Monday, 8th march 2021 | General News
Marco Arezio - Consulente materie plastiche - Online Products and Greenwashing: How to Defend Against a Rising Phenomenon

Online commerce is advancing overwhelmingly in consumer habits, thanks to some peculiarities that help the phenomenon.

Speed of delivery, ease of purchase, very large catalogs, low prices and convenience compared to buying in a physical store, especially in times like these where there are restrictions on mobility.

An online sales race is also made by producers of articles who until recently did not use this channel and, therefore, the supply basin is became really huge.

Among thousands of offers for similar items, marketers have refined customer persuasion techniques by knowing what consumers expect to find in a product.

The European Commission and national consumer protection authorities have investigated the offers of some products in the online market and have noticed a massive display of misleading, exaggerated messages and sometimes false about greenwashing.

Since the consumers who use the online shopping service are also customers who generally require more sustainable products, information on the products for sale by manufacturers or the advertising on the article, are often imbued with statements that recall the sustainability and recyclability of the same.
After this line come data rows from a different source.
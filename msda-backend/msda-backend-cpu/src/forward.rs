//! Forward sampler.
//!
//! Each worker walks `batch × query × head × level × point` over its own query
//! range and writes only that range of the output, so the forward pass has no
//! cross-worker hazard and is bit-reproducible.

use std::ops::Range;

use msda_core::validate::expect_len;
use msda_core::{Bilinear, FeatureView, LevelDescriptor, MsdaDims, Result, WorkPartition};
use rayon::prelude::*;
use tracing::{debug, trace};

use crate::views::split_by_worker;

struct ForwardInputs<'a> {
    dims: MsdaDims,
    levels: &'a LevelDescriptor,
    features: FeatureView<'a>,
    sampling_loc: &'a [f32],
    attn_weight: &'a [f32],
}

/// Multi-scale deformable attention forward over raw row-major buffers.
///
/// `output` is `[batch, queries, heads * embed_dims]` and is fully
/// overwritten. Runs on the current rayon pool, one task per worker of
/// `partition`.
pub fn msda_forward(
    dims: &MsdaDims,
    levels: &LevelDescriptor,
    value: &[f32],
    sampling_loc: &[f32],
    attn_weight: &[f32],
    output: &mut [f32],
    partition: &WorkPartition,
) -> Result<()> {
    dims.check_levels(levels)?;
    expect_len("value", value.len(), dims.value_len())?;
    expect_len("sampling_loc", sampling_loc.len(), dims.sampling_loc_len())?;
    expect_len("attn_weight", attn_weight.len(), dims.attn_weight_len())?;
    expect_len("output", output.len(), dims.output_len())?;
    expect_len("partition", partition.total(), dims.queries)?;

    debug!(
        ?dims,
        workers = partition.workers(),
        chunk = partition.chunk_len(),
        "msda forward"
    );

    let inputs = ForwardInputs {
        dims: *dims,
        levels,
        features: FeatureView::new(value, *dims),
        sampling_loc,
        attn_weight,
    };
    let views = split_by_worker(
        output,
        dims.batch,
        dims.queries,
        dims.output_per_query(),
        partition,
    );
    views
        .into_par_iter()
        .enumerate()
        .for_each(|(worker, pieces)| {
            let queries = partition.range(worker);
            trace!(worker, ?queries, "forward worker");
            forward_worker(&inputs, queries, pieces);
        });
    Ok(())
}

fn forward_worker(inputs: &ForwardInputs<'_>, queries: Range<usize>, pieces: Vec<&mut [f32]>) {
    let dims = &inputs.dims;
    let embed = dims.embed_dims;
    for (batch, piece) in pieces.into_iter().enumerate() {
        // Every head accumulates over all levels and points; start from zero.
        piece.fill(0.0);
        for (local, out_query) in piece.chunks_exact_mut(dims.output_per_query()).enumerate() {
            let query = queries.start + local;
            for (head, out) in out_query.chunks_exact_mut(embed).enumerate() {
                for level_index in 0..dims.levels {
                    let level = inputs.levels.level(level_index);
                    for point in 0..dims.points {
                        let sample = dims.sample_index(batch, query, head, level_index, point);
                        let attn = inputs.attn_weight[sample];
                        let geometry = Bilinear::locate(
                            inputs.sampling_loc[2 * sample],
                            inputs.sampling_loc[2 * sample + 1],
                            level.height,
                            level.width,
                        );
                        for corner in geometry.corners() {
                            let Some(v) = inputs.features.sample_or_zero(
                                batch, head, level, corner.row, corner.col,
                            ) else {
                                continue;
                            };
                            let w = attn * corner.weight;
                            for (o, &x) in out.iter_mut().zip(v) {
                                *o += w * x;
                            }
                        }
                    }
                }
            }
        }
    }
}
Terms such as recycled, green, green economy, ecological, organic, zero impact, and many others are often found on packaging but, in reality, do not always reflect the production chain of the article, giving the customer incorrect information and without supporting the claims with evidence.

A study by the European Community evaluated 344 "apparently dubious" sustainability statements made online by companies, most of them in the clothing and textile sectors , cosmetics, personal care and household appliances.

In 42% of cases, the national control authorities found that the statements printed on the packaging were false, misleading or potentially misleading for consumers, therefore to be considered as an unfair practice under European Union law.

This information that the consumer finds on the packaging is not sufficient to allow a correct choice of the product and, in 37% of cases, deliberately vague terms are used without data clear and certified support.

European Commissioner for Justice Didier Reynders, said that while some companies strive to produce truly eco-friendly products, others take a shorter route and at no cost, through the use of vague, false or exaggerated claims.

To talk about a sector in which the phenomenon is there for all to see, we can mention the sector of production and refining of fossil fuels, whose companies are spending huge economic resources to create a greener reputation.

But it is also interesting to note, for example, the information that consumers can find on a bottle of detergent, in which we often read the phrase: Recyclable Product.

There is no doubt that it is a correct statement, an HDPE bottle made with virgin polymer is recyclable, but it is misleading, if also combined with acronyms or drawings that make you imagine the nature and care of the ecosystem, inducing the consumer to buy a bottle that does not follow the principles of the circular economy.

In fact, in order to respect the rules of the circularity of raw materials, the bottle must be made of recycled plastic and, on the label, there must be a sentence similar to : bottle made with recycled material that can be recycled again.

The European Commission has sent member states a warning of attention to these unfair practices with the exhortation to monitor and punish those who transgress the rules.

It is always important for the consumer to inquire before making a purchase, trying to get a clear picture of what is recycled, recyclable or falsely recycled, comparing more products and information that manufacturers distribute to the market.

Automatic translation. We apologize for any inaccuracies. Original article in Italian.